Пароход небольшой, двухпалубный. Американской системы с задними колесами. За дощатой рубкой, поднятой к небу пальцем, торчит труба.
–Судно старое. Но построено на совесть, англичане делали,– мой проводник ткнул в круглую чугунину на стене, и я прочел английскую надпись «Ливерпуль предприятие Джона Лерда» (John Laird).
–Он ведь еще до Керчи, до Тамани бегал. Хотели аж на Константинополь поставить, из Таганрога.
До семнадцатого года работала линия Таганрог– Константинополь, рейсы шли через каждые две недели до самой осени.
–Но там море штормливое, не сдюжил бы. А когда срок ему вышел, тогда уж тут на рейс определили.
Пароход снабжался котлом, работавшим на антраците, и двумя паровыми машинами. Старпом толковал мне еще про парораспределительный механизм, что-то про «кулиску Гучча» или Гунча… Хорошо бы установить очаг пожара.
–А от чего загорелось?
–Сейчас уже не понять. Вообще оно бывает как? Вот, если, к примеру, нечистым угольем топят, тогда засор и пламя идет назад– вот тебе и пожар. А бывает другое, видите штырье торчит?– Я посмотрел. Железное вроде крюка крепление.– Это от фонаря. Конечно, по раньшему времени по циркулярному предписанию их надо олеином заправлять. Но олеина взять негде– керосином заправляли, а тот известно– что? Керосин горит враз. Темнеет сейчас рано. Ну и вот, если бы кто забыл опустить фитиль– то стекло лопнет запросто. Опять же если, допустим, взять канат, то может легко полыхнуть, маслом опять же пропитан.

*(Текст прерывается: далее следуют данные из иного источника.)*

//! Move, spin and input-key definitions.

use std::fmt;
use std::str::FromStr;

use crate::{Piece, Rotation};
use serde::{Deserialize, Serialize};
use thiserror::Error;

#[derive(Clone, Copy, PartialEq, Eq, Debug, Hash, Default, Serialize, Deserialize)]
pub enum SpinType {
    #[default]
    None,
    Mini,
    Full,
}

impl SpinType {
    #[inline(always)]
    pub fn index(self) -> usize {
        self as usize
    }
}

/// A final placement. Search uses it as the "first move" record of a branch.
#[derive(Clone, Copy, PartialEq, Eq, Debug, Serialize, Deserialize)]
pub struct Move {
    pub piece: Piece,
    pub rotation: Rotation,
    pub x: i8,
    pub y: i8,
    pub hold_used: bool,
    pub spin_type: SpinType,
}

impl Move {
    pub const ZERO: Self = Self {
        piece: Piece::I,
        rotation: Rotation::North,
        x: 0,
        y: 0,
        hold_used: false,
        spin_type: SpinType::None,
    };

    pub fn new(piece: Piece, rotation: Rotation, x: i8, y: i8) -> Self {
        Self {
            piece,
            rotation,
            x,
            y,
            hold_used: false,
            spin_type: SpinType::None,
        }
    }

    pub fn with_spin(mut self, spin_type: SpinType) -> Self {
        self.spin_type = spin_type;
        self
    }

    pub fn with_hold(mut self) -> Self {
        self.hold_used = true;
        self
    }

    /// Absolute board cells covered by this placement.
    pub fn cells(&self) -> [(i8, i8); 4] {
        let cells = self.piece.cells(self.rotation);
        std::array::from_fn(|i| (self.x - cells[i].0 as i8, self.y - cells[i].1 as i8))
    }
}

/// Primitive inputs. `None` is a sentinel and must never be executed.
#[derive(Clone, Copy, PartialEq, Eq, Debug, Hash, Serialize, Deserialize)]
#[repr(u8)]
pub enum Key {
    #[serde(rename = "none")]
    None,
    #[serde(rename = "moveLeft")]
    Left,
    #[serde(rename = "moveRight")]
    Right,
    #[serde(rename = "softDrop")]
    SoftDrop,
    #[serde(rename = "rotateCCW")]
    Ccw,
    #[serde(rename = "rotateCW")]
    Cw,
    #[serde(rename = "rotate180")]
    Flip,
    #[serde(rename = "dasLeft")]
    DasLeft,
    #[serde(rename = "dasRight")]
    DasRight,
    #[serde(rename = "hold")]
    Hold,
    #[serde(rename = "hardDrop")]
    HardDrop,
}

impl Key {
    pub const ALL: [Key; 11] = [
        Key::None,
        Key::Left,
        Key::Right,
        Key::SoftDrop,
        Key::Ccw,
        Key::Cw,
        Key::Flip,
        Key::DasLeft,
        Key::DasRight,
        Key::Hold,
        Key::HardDrop,
    ];

    pub fn name(self) -> &'static str {
        match self {
            Key::None => "none",
            Key::Left => "moveLeft",
            Key::Right => "moveRight",
            Key::SoftDrop => "softDrop",
            Key::Ccw => "rotateCCW",
            Key::Cw => "rotateCW",
            Key::Flip => "rotate180",
            Key::DasLeft => "dasLeft",
            Key::DasRight => "dasRight",
            Key::Hold => "hold",
            Key::HardDrop => "hardDrop",
        }
    }

    /// Quarter turns clockwise for rotation keys.
    pub fn rotation_amount(self) -> Option<u8> {
        match self {
            Key::Cw => Some(1),
            Key::Flip => Some(2),
            Key::Ccw => Some(3),
            _ => None,
        }
    }
}

impl fmt::Display for Key {
    fn fmt(&self, f: &mut fmt::Formatter<'_>) -> fmt::Result {
        f.write_str(self.name())
    }
}

#[derive(Debug, Clone, PartialEq, Eq, Error)]
#[error("unknown key `{0}`")]
pub struct ParseKeyError(pub String);

impl FromStr for Key {
    type Err = ParseKeyError;

    fn from_str(s: &str) -> Result<Self, Self::Err> {
        Key::ALL
            .into_iter()
            .find(|key| key.name() == s)
            .ok_or_else(|| ParseKeyError(s.to_string()))
    }
}

#[cfg(test)]
mod tests {
    use super::*;

    #[test]
    fn test_move_new() {
        let m = Move::new(Piece::T, Rotation::North, 4, 0);
        assert_eq!(m.piece, Piece::T);
        assert_eq!(m.rotation, Rotation::North);
        assert_eq!(m.x, 4);
        assert_eq!(m.y, 0);
        assert!(!m.hold_used);
        assert_eq!(m.spin_type, SpinType::None);
    }

    #[test]
    fn test_move_with_spin_and_hold() {
        let m = Move::new(Piece::T, Rotation::South, 5, 2)
            .with_spin(SpinType::Full)
            .with_hold();
        assert_eq!(m.spin_type, SpinType::Full);
        assert!(m.hold_used);
    }

    #[test]
    fn test_move_cells() {
        let m = Move::new(Piece::I, Rotation::North, 6, 1);
        assert_eq!(m.cells(), [(6, 0), (5, 0), (4, 0), (3, 0)]);
    }

    #[test]
    fn test_key_names_roundtrip() {
        for key in Key::ALL {
            assert_eq!(key.name().parse::<Key>(), Ok(key));
        }
        assert!("rotateLeft".parse::<Key>().is_err());
    }

    #[test]
    fn test_key_serde_uses_wire_names() {
        let json = serde_json::to_string(&[Key::Ccw, Key::DasRight]).expect("serialize");
        assert_eq!(json, r#"["rotateCCW","dasRight"]"#);
        let keys: Vec<Key> = serde_json::from_str(r#"["hold","hardDrop"]"#).expect("parse");
        assert_eq!(keys, vec![Key::Hold, Key::HardDrop]);
    }
}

Ногой он пошевелил мокрые и грязные канаты, обмотанные вокруг тумбы. Я подошел ближе, немного порылся среди обугленных досок, разыскал фонарь. Толстые стекла были целы, только сильно закопчены. Старпом глянул на фонарь мельком. Ни керосин, ни даже олеин, которого не достать, тут ни при чем. Когда я отодвинул остатки деревянной лавки от стены, в обшивке обнаружились дыры, входные отверстия от пуль.
–Стрельбу слышали?
Я открыл чемоданчик и начал вырезать ножом часть обшивки из стены– дерево было влажное, поддавалось легко, но действовать приходилось крайне аккуратно, чтобы не повредить пулю. Измеряя диаметр следов и расстояние между ними, я прикинул местоположение стрелявшего. Определить тип пули по ее форме не трудно– внешний вид пули «нагана», «браунинга», трехлинейки мне известен.
Старпом помолчал. Да, треск пуль отличают с Гражданской, не ошиблись бы.
–Слыхали… ваши ж и палили. А может, бандюки, все одно.